Stored items:
:::::

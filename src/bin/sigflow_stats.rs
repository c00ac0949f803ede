//! Print the current aggregates as JSON on stdout
//!
//! ## Environment Variables
//!
//! - SIGFLOW_DB_PATH - SQLite database path (required)

use clap::Parser;
use serde::Serialize;
use sigflow::aggregates::{AggregateReader, AggregateSnapshot, RefreshLogEntry};
use sigflow::config::DatabaseConfig;
use sigflow::store::{open_read_only, CrawlerMarker, CrawlerMarkerHandler};
use std::process::ExitCode;

#[derive(Parser, Debug)]
#[command(name = "sigflow-stats", about = "Print aggregate statistics as JSON")]
struct Args {
    /// Include the crawler marker and per-aggregate refresh log
    #[arg(long)]
    verbose: bool,

    /// Pretty-print the JSON
    #[arg(long)]
    pretty: bool,
}

#[derive(Serialize)]
struct StatsOutput {
    #[serde(flatten)]
    aggregates: AggregateSnapshot,

    #[serde(skip_serializing_if = "Option::is_none")]
    marker: Option<CrawlerMarker>,

    #[serde(skip_serializing_if = "Option::is_none")]
    refresh_log: Option<Vec<RefreshLogEntry>>,
}

fn collect(args: &Args, db_path: &std::path::Path) -> Result<StatsOutput, Box<dyn std::error::Error>> {
    let mut conn = open_read_only(db_path)?;

    let (aggregates, refresh_log) = {
        let reader = AggregateReader::new(&conn);
        let refresh_log = if args.verbose {
            Some(reader.refresh_log()?)
        } else {
            None
        };
        (reader.snapshot()?, refresh_log)
    };

    let marker = if args.verbose {
        Some(CrawlerMarkerHandler::new(&mut conn).get()?)
    } else {
        None
    };

    Ok(StatsOutput {
        aggregates,
        marker,
        refresh_log,
    })
}

fn main() -> ExitCode {
    let args = Args::parse();

    env_logger::Builder::from_env(env_logger::Env::default().default_filter_or("warn"))
        .target(env_logger::Target::Stderr)
        .init();

    let config = match DatabaseConfig::from_env() {
        Ok(config) => config,
        Err(e) => {
            log::error!("❌ {}", e);
            return ExitCode::from(2);
        }
    };

    let output = match collect(&args, &config.db_path) {
        Ok(output) => output,
        Err(e) => {
            log::error!("❌ {}", e);
            return ExitCode::FAILURE;
        }
    };

    let json = if args.pretty {
        serde_json::to_string_pretty(&output)
    } else {
        serde_json::to_string(&output)
    };

    match json {
        Ok(json) => {
            println!("{}", json);
            ExitCode::SUCCESS
        }
        Err(e) => {
            log::error!("❌ {}", e);
            ExitCode::FAILURE
        }
    }
}
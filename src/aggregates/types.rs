//! Aggregate row types
//!
//! These are what the query API serves; they serialize with the same field
//! names the statistics endpoints always used.

use crate::store::SignatureKind;
use chrono::{DateTime, NaiveDate, Utc};
use serde::Serialize;

/// Signatures added on one UTC day
#[derive(Debug, Clone, PartialEq, Eq, Serialize)]
pub struct InsertRate {
    pub date: NaiveDate,
    pub count: i64,
}

/// A signature text and how many GitHub mappings reference it
#[derive(Debug, Clone, PartialEq, Eq, Serialize)]
pub struct PopularSignature {
    pub text: String,
    pub count: i64,
}

#[derive(Debug, Clone, PartialEq, Eq, Serialize)]
pub struct KindCount {
    pub kind: SignatureKind,
    pub count: i64,
}

#[derive(Debug, Clone, PartialEq, Eq, Serialize)]
pub struct CountSummary {
    pub signature_count: i64,
    pub signature_count_github: i64,
    pub signature_count_etherscan: i64,
    pub signature_count_fourbyte: i64,
    pub average_daily_signature_insert_rate_last_week: i64,
    /// None while the prior week holds no signatures
    pub average_daily_signature_insert_rate_week_before_last: Option<i64>,
}

/// All four aggregates as read in one transaction
#[derive(Debug, Clone, PartialEq, Eq, Serialize)]
pub struct AggregateSnapshot {
    pub insert_rate: Vec<InsertRate>,
    pub popular_on_github: Vec<PopularSignature>,
    pub kind_distribution: Vec<KindCount>,
    /// None until the first refresh
    pub count_summary: Option<CountSummary>,
}

/// The four aggregates, in refresh order
#[derive(Debug, Clone, Copy, PartialEq, Eq, Hash)]
pub enum AggregateName {
    InsertRate,
    PopularOnGithub,
    KindDistribution,
    CountSummary,
}

impl AggregateName {
    pub fn all() -> [AggregateName; 4] {
        [
            AggregateName::InsertRate,
            AggregateName::PopularOnGithub,
            AggregateName::KindDistribution,
            AggregateName::CountSummary,
        ]
    }

    pub fn as_str(&self) -> &'static str {
        match self {
            AggregateName::InsertRate => "insert_rate",
            AggregateName::PopularOnGithub => "popular_on_github",
            AggregateName::KindDistribution => "kind_distribution",
            AggregateName::CountSummary => "count_summary",
        }
    }
}

#[derive(Debug, Clone, PartialEq, Eq, Serialize)]
pub struct RefreshLogEntry {
    pub aggregate: String,
    pub refresh_count: i64,
    pub refreshed_at: DateTime<Utc>,
}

:::::

__What is required__
Look through the entries above. Copy out every line holding the word "match".

__Task output__
    let config = match DatabaseConfig::from_env() {
    let output = match collect(&args, &config.db_path) {
    match json {
        match self {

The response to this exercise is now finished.